A reaction common to synthetic organic chemistry has been fully integrated into a microbe, expanding the scope of organic products that could be biosynthesised. The proof-of-concept work, which incorporated carbene-transfer reactions into the metabolism of a strain of Streptomyces bacterium, demonstrates the possibility of a scalable microbial platform for biosynthesising natural and new-to-nature products.

Biosynthesis offers an environmentally friendly and sustainable way to make many natural, as well as new-to-nature products. But many reactions that are available to organic chemists – including carbene-transfer reactions – are not naturally performed by organisms.

Carbene-transfer reactions involve a precursor, such as an azide or diazo compound, that loses nitrogen atoms to generate a carbene – a divalent carbon atom with two substituents. The carbene can then reacts with a chemical, such as an alkene, to effectively transfer a carbon to make a new molecule such as cyclopropanes, which are increasingly incorporated into medicinally active compounds.

Scheme

Source: © Springer Nature Limited 2023

A variety of carbene transfer reactions have been achieved using engineered cytochrome P450 enzymes

In recent years, researchers have shown that carbene transfers, catalysed by engineered metalloenzymes, can be performed in cells and used for biosynthesis. But with no way for the organism to make the carbene and alkene reagents, these had to be added to the cell, which is too expensive to scale up and limits the substrates that can be used. Although an artificial biosynthetic pathway for generating an alkene component in E. coli had been achieved by John Hartwig’s lab at the University of California, Berkeley and collaborators, the catalyst and carbene precursor still had to be added.

Now, Hartwig, together with Jay Keasling’s group at the University of California, Berkeley, Aindrila Mukhopadhyay at Lawrence Berkeley National Laboratory, and their colleagues have fully integrated carbene-transfer chemistry into the metabolism of Streptomyces albus, which generates every component required – carbene precursor, alkene and catalyst – for the entire synthetic pathway from glucose to unnatural cyclopropanes.

‘Incorporating organometallic chemistry into biosynthesis has been a long-time dream of mine, and there it was,’ says Hartwig. ‘Of course, much needs to be done to make such biosynthesis practical, but we all made it happen, led by a superb postdoctoral researcher and graduate student Jing Huang and Andrew Quest, and bolstered by the many collaborators.’

Microbial mutant

First, the researchers set out to identify a natural product that could act as a biocompatible carbene precursor. In vitro experiments identified the amino acid azaserine, which was shown to undergo carbene transfer to cyclopropanate the alkene styrene. The team then searched for the biosynthetic pathway of azaserine by delving into the genome sequences of two microbes that are known to naturally make it. The gene cluster thought to be responsible was then cloned and integrated into S. albus.
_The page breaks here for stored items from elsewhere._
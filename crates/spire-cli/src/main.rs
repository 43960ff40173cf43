//! spire: distributed dominant-eigenvalue solver.
//!
//! Runs the power iteration on the built-in Hilbert-type example matrix
//! `A(i, j) = 1 / (i + j + 1)`, decomposed over a cohort of workers, and
//! reports the eigenvalue, residual norms, and iteration-phase timing from
//! rank 0.

use std::process::ExitCode;
use std::time::Instant;

use serde::Serialize;
use tracing::{debug, info};
use tracing_subscriber::{layer::SubscriberExt, util::SubscriberInitExt};

use spire_collective::{run_cohort, Rank};
use spire_eigen::{
    hilbert_entry, power_iterate, residual_norms, BlockLayout, ColumnBlock, DistVector,
    PowerConfig, ResidualNorms, Termination,
};

const USAGE: &str = "Usage: spire <n> <tol> <itmax> [workers] [--json]
  with integer n > 0, real tol > 0, and integer itmax > 0;
  workers defaults to the available CPU parallelism and must divide n";

#[derive(Debug, Clone, Copy)]
struct Args {
    n: usize,
    tolerance: f64,
    max_iterations: usize,
    workers: usize,
    json: bool,
}

fn default_workers() -> usize {
    std::thread::available_parallelism().map(usize::from).unwrap_or(1)
}

/// Accepts the same inputs the solver historically did: `n` may be written
/// in any real-number syntax (`1e3`) but must denote a positive integer.
fn parse_size(text: &str) -> Result<usize, String> {
    let v: f64 = text.parse().map_err(|_| format!("n must be a number, got {text:?}"))?;
    if !v.is_finite() || v <= 0.0 {
        return Err(format!("n must be positive, got {text}"));
    }
    if v.fract() != 0.0 {
        return Err(format!("n must be an integer, got n = {v}"));
    }
    Ok(v as usize)
}

fn parse_args(argv: &[String]) -> Result<Args, String> {
    let mut positional = Vec::new();
    let mut json = false;
    for arg in argv {
        if arg == "--json" {
            json = true;
        } else {
            positional.push(arg.clone());
        }
    }
    if positional.len() < 3 || positional.len() > 4 {
        return Err(format!("expected 3 or 4 arguments, got {}", positional.len()));
    }

    let n = parse_size(&positional[0])?;
    let tolerance: f64 = positional[1]
        .parse()
        .map_err(|_| format!("tol must be a real number, got {:?}", positional[1]))?;
    if !(tolerance > 0.0) {
        return Err(format!("tol must be positive, got {}", positional[1]));
    }
    let max_iterations: usize = positional[2]
        .parse()
        .map_err(|_| format!("itmax must be an integer, got {:?}", positional[2]))?;
    if max_iterations == 0 {
        return Err("itmax must be positive".to_string());
    }
    let workers = match positional.get(3) {
        Some(text) => {
            let w: usize =
                text.parse().map_err(|_| format!("workers must be an integer, got {text:?}"))?;
            if w == 0 {
                return Err("workers must be positive".to_string());
            }
            w
        }
        None => default_workers(),
    };

    Ok(Args { n, tolerance, max_iterations, workers, json })
}

/// What rank 0 carries back out of the cohort for reporting.
struct WorkerOutput {
    eigenvalue: f64,
    iterations: usize,
    termination: Termination,
    residual: ResidualNorms,
    seconds: f64,
    eigenvector: Option<Vec<f64>>,
    matrix: Option<Vec<f64>>,
}

#[derive(Debug, Serialize)]
struct RunReport {
    n: usize,
    workers: usize,
    block_len: usize,
    tolerance: f64,
    max_iterations: usize,
    iterations: usize,
    termination: String,
    eigenvalue: f64,
    residual_abs: f64,
    residual_rel: f64,
    seconds: f64,
}

fn run(args: Args) -> Result<(), Box<dyn std::error::Error>> {
    // Validate the partition before any worker starts numerical work.
    let layout = BlockLayout::new(args.n, args.workers)?;
    info!(
        n = layout.n(),
        workers = layout.workers(),
        block_len = layout.block_len(),
        "starting distributed solve"
    );

    let (n, workers) = (args.n, args.workers);
    let config =
        PowerConfig::default().with_tolerance(args.tolerance).with_max_iterations(args.max_iterations);

    let outputs = run_cohort(workers, move |comm| -> spire_eigen::Result<WorkerOutput> {
        let layout = BlockLayout::new(n, workers)?;
        let rank = comm.rank();
        debug!(rank = %rank, size = comm.size(), "worker online");

        let block = ColumnBlock::from_entries(&layout, rank, hilbert_entry);
        let guess = DistVector::default_guess(&layout);

        // Time the iteration phase only, bracketed by barriers so every
        // worker measures the same window.
        comm.barrier()?;
        let start = Instant::now();
        let solution = power_iterate(&comm, &block, guess, &config)?;
        comm.barrier()?;
        let seconds = start.elapsed().as_secs_f64();

        let residual = residual_norms(&comm, &solution)?;
        let eigenvector = if layout.n() < 25 {
            comm.gather(&solution.eigenvector.local, Rank::ROOT)?
        } else {
            None
        };
        let matrix =
            if layout.n() <= 4 { comm.gather(block.data(), Rank::ROOT)? } else { None };

        Ok(WorkerOutput {
            eigenvalue: solution.eigenvalue,
            iterations: solution.iterations,
            termination: solution.termination,
            residual,
            seconds,
            eigenvector,
            matrix,
        })
    })?;

    report(&args, &layout, &outputs[0])?;
    Ok(())
}

fn report(
    args: &Args,
    layout: &BlockLayout,
    out: &WorkerOutput,
) -> Result<(), Box<dyn std::error::Error>> {
    if args.json {
        let report = RunReport {
            n: layout.n(),
            workers: layout.workers(),
            block_len: layout.block_len(),
            tolerance: args.tolerance,
            max_iterations: args.max_iterations,
            iterations: out.iterations,
            termination: out.termination.to_string(),
            eigenvalue: out.eigenvalue,
            residual_abs: out.residual.absolute,
            residual_rel: out.residual.relative,
            seconds: out.seconds,
        };
        println!("{}", serde_json::to_string_pretty(&report)?);
        return Ok(());
    }

    if let Some(matrix) = &out.matrix {
        println!("A =");
        print_matrix(layout.n(), matrix);
        println!();
    }
    if let Some(x) = &out.eigenvector {
        println!("x =");
        for v in x {
            println!("{v:26.16e}");
        }
        println!();
    }

    println!("n = {}, p = {}, l_n = {}", layout.n(), layout.workers(), layout.block_len());
    println!(
        "tol = {:24.16e}, itmax = {}, iter = {} ({})",
        args.tolerance, args.max_iterations, out.iterations, out.termination
    );
    println!("lambda          = {:24.16e}", out.eigenvalue);
    println!("resnormabs      = {:24.16e}", out.residual.absolute);
    println!("resnormrel      = {:24.16e}", out.residual.relative);
    println!("time in seconds = {:11.2}", out.seconds);
    Ok(())
}

/// The gathered blocks concatenate, in rank order, into the full
/// column-major matrix.
fn print_matrix(n: usize, data: &[f64]) {
    for i in 0..n {
        let mut row = String::new();
        for j in 0..n {
            row.push_str(&format!("{:10.4}", data[i + j * n]));
        }
        println!("{row}");
    }
}

fn main() -> ExitCode {
    tracing_subscriber::registry()
        .with(
            tracing_subscriber::EnvFilter::try_from_default_env()
                .unwrap_or_else(|_| "spire=info".into()),
        )
        .with(tracing_subscriber::fmt::layer().with_writer(std::io::stderr))
        .init();

    let argv: Vec<String> = std::env::args().skip(1).collect();
    let args = match parse_args(&argv) {
        Ok(args) => args,
        Err(message) => {
            eprintln!("error: {message}");
            eprintln!("{USAGE}");
            return ExitCode::FAILURE;
        }
    };

    match run(args) {
        Ok(()) => ExitCode::SUCCESS,
        Err(e) => {
            eprintln!("error: {e}");
            ExitCode::FAILURE
        }
    }
}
With S. albus as a suitable host and able to make the carbene precursor, the team turned to finding a catalyst. Knowing that several cytochrome P450 enzymes and their mutants had previously been shown to catalyse cyclopropanation by carbene transfer, the researchers used E. coli to express the enzymes’ encoding genes to screen them for activity towards the reaction of azaserine with styrene. The team arrived at a cytochrome P450 naturally found in thermal spring-dwelling microbes. This had the highest activity and it was then engineered with five rounds of evolution to boost its performance, producing moderate yields of cyclopropanes.

Scheme

Source: © Springer Nature Limited 2023

The full biosynthesis pathway produces new cyclopropanes, with all the reagents and enzymes being produced by the engineered cells

Lastly, the alkene component of the reaction, styrene, was then incorporated into S. albus. The biosynthetic pathway of styrene had previously been established in E. coli and a species of fungus but not in Streptomyces. To do this, the researchers integrated the required genes for the pathway into the genome of the azaserine-producing S. albus strain. Altogether, the final engineered S. albus was shown to biosynthesise all of the reaction components for a carbene-transfer reaction and produce unnatural cyclopropanes.

‘This a very elegant piece of work,’ comments Paul Race who investigates biosynthesis at the University of Bristol, UK. ‘The establishment of a biosynthetic route to the diazo ester carbene precursor is an impressive outcome. However, the subsequent marriage of this with an engineered P450 to cyclopropanate an intracellular target compound is a major step forward, effectively unlocking a “non-natural” metabolic process.’

Rudi Fasan who studies chemo-biosynthetic strategies at the University of Rochester, US, is equally impressed. ‘The possibility of assembling biosynthetic pathways for the production of diazo-containing metabolites in engineered microbial strains is an exciting advance,’ he says. ‘As new examples of these rare but very interesting natural products and biosynthetic pathways are discovered in nature, one can envision important applications of this approach toward expanding the range of interesting molecules obtainable by biomanufacturing with custom-made microorganisms.’